See how to optimize SIEM with syslog-ng HD

From this short video you can learn how to improve the ROI of your SIEM with syslog-ng. Learn more at https://www.balabit.com/improve-your-siem-deployment-and-reduce-total-cost-ownership Welcome, this video will show you how syslog-ng can optimize your Security Information and Event Management solution. Many organizations invest a lot of time and money in SIEM solutions. These solutions perform complex analysis on log data to identify security threats. But what happens if the log data feeding the SIEM is missing? What happens if the SIEM is overloaded by the amount of log data. Will your SIEM solution be able to detect security threats with incomplete data? syslog-ng can help.
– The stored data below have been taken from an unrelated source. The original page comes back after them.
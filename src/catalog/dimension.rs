//! The 8-dimension trait naming scheme.
//!
//! Every dimension is anchored to one trigram. The canonical order below is the
//! order used by trait vectors and is never rearranged.

use serde::{Deserialize, Serialize};

/// Number of trait dimensions.
pub const DIMENSION_COUNT: usize = 8;

/// A named trait dimension.
#[derive(Debug, Clone, Copy, PartialEq, Eq, PartialOrd, Ord, Hash, Serialize, Deserialize)]
#[serde(rename_all = "snake_case")]
pub enum Dimension {
    /// Creativity, anchored to 乾.
    Creativity = 0,
    /// Action, anchored to 震.
    Action = 1,
    /// Exploration, anchored to 坎.
    Exploration = 2,
    /// Stability, anchored to 艮.
    Stability = 3,
    /// Receptivity, anchored to 坤.
    Receptivity = 4,
    /// Adaptability, anchored to 巽.
    Adaptability = 5,
    /// Expression, anchored to 離.
    Expression = 6,
    /// Harmony, anchored to 兌.
    Harmony = 7,
}

impl Dimension {
    /// All dimensions in canonical order.
    pub const ALL: [Dimension; DIMENSION_COUNT] = [
        Dimension::Creativity,
        Dimension::Action,
        Dimension::Exploration,
        Dimension::Stability,
        Dimension::Receptivity,
        Dimension::Adaptability,
        Dimension::Expression,
        Dimension::Harmony,
    ];

    /// Position of this dimension in a trait vector.
    pub fn index(self) -> usize {
        self as usize
    }

    /// Tag used by the questionnaire content, e.g. `乾_創造性`.
    pub fn tag(self) -> &'static str {
        match self {
            Self::Creativity => "乾_創造性",
            Self::Action => "震_行動性",
            Self::Exploration => "坎_探求性",
            Self::Stability => "艮_安定性",
            Self::Receptivity => "坤_受容性",
            Self::Adaptability => "巽_適応性",
            Self::Expression => "離_表現性",
            Self::Harmony => "兌_調和性",
        }
    }

    /// English identifier, e.g. `creativity`.
    pub fn as_str(self) -> &'static str {
        match self {
            Self::Creativity => "creativity",
            Self::Action => "action",
            Self::Exploration => "exploration",
            Self::Stability => "stability",
            Self::Receptivity => "receptivity",
            Self::Adaptability => "adaptability",
            Self::Expression => "expression",
            Self::Harmony => "harmony",
        }
    }

    /// Resolve a dimension from either its questionnaire tag or its English identifier.
    pub fn from_name(name: &str) -> Option<Self> {
        let name = name.trim();
        Self::ALL
            .into_iter()
            .find(|d| d.tag() == name || d.as_str().eq_ignore_ascii_case(name))
    }
}

impl std::fmt::Display for Dimension {
    fn fmt(&self, f: &mut std::fmt::Formatter<'_>) -> std::fmt::Result {
        f.pad(self.as_str())
    }
}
It can reliably and securely collect data from a wide variety of sources including servers, network and security devices and applications. With support for more than 50 server platforms, syslog-ng can be deployed in large, complex IT environments and its multi-threaded processing enables it to process hundreds of thousands of log messages per second from thousands of log sources. With this scalability, you can simplify and centralize your log collection and management with one tool in even the largest, most distributed networks. syslog-ng securely transfers log messages by using TLS encryption preventing access to sensitive data by third parties. syslog-ng ensures reliability with application level acknowledgement. Using the Reliable Log Transfer Protocol, the syslog-ng server acknowledges the receipt of log messages to the syslog-ng client ensuring no messages are lost. Syslog-ng enables you to filter out irrelevant messages reducing the data load on your SIEM solution. You can also classify messages prior to forwarding them. Parsing and re-writing tools allow you to structure unstructured data enabling you to forward data to your SIEM solution in a unified format. All log messages can be stored in compressed, encrypted binary files to ensure that the digital chain of custody is preserved. These filtering, classification and parsing tools can significantly reduce the amount and complexity of data feeding your SIEM. With syslog-ng as the log management infrastructure feeding your SIEM solution, you can improve the performance and reduce the cost of your SIEM solution.